Filter task. Return each line of the material that holds the string "core".

● ● ● ● ● ● ●

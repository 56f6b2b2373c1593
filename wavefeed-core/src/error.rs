use thiserror::Error;

/// All errors produced by wavefeed-core.
#[derive(Debug, Error)]
pub enum WavefeedError {
    #[error("audio device error: {0}")]
    AudioDevice(String),

    #[error("audio stream error: {0}")]
    AudioStream(String),

    #[error("no default output device found")]
    NoDefaultOutputDevice,

    #[error("invalid stream configuration: {0}")]
    InvalidConfig(String),

    #[error("synth engine failed to initialise: {0}")]
    EngineInit(String),

    #[error("producer did not report ready within {timeout_ms} ms")]
    ReadyTimeout { timeout_ms: u64 },

    #[error("session is already running")]
    AlreadyRunning,

    #[error("session is not running")]
    NotRunning,

    #[error("IO error: {0}")]
    Io(#[from] std::io::Error),

    #[error(transparent)]
    Other(#[from] anyhow::Error),
}

pub type Result<T> = std::result::Result<T, WavefeedError>;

● ● ● ● ● ● ●

- **Response box**:
filename wavefeed-core/src/error.rs
/// All errors produced by wavefeed-core.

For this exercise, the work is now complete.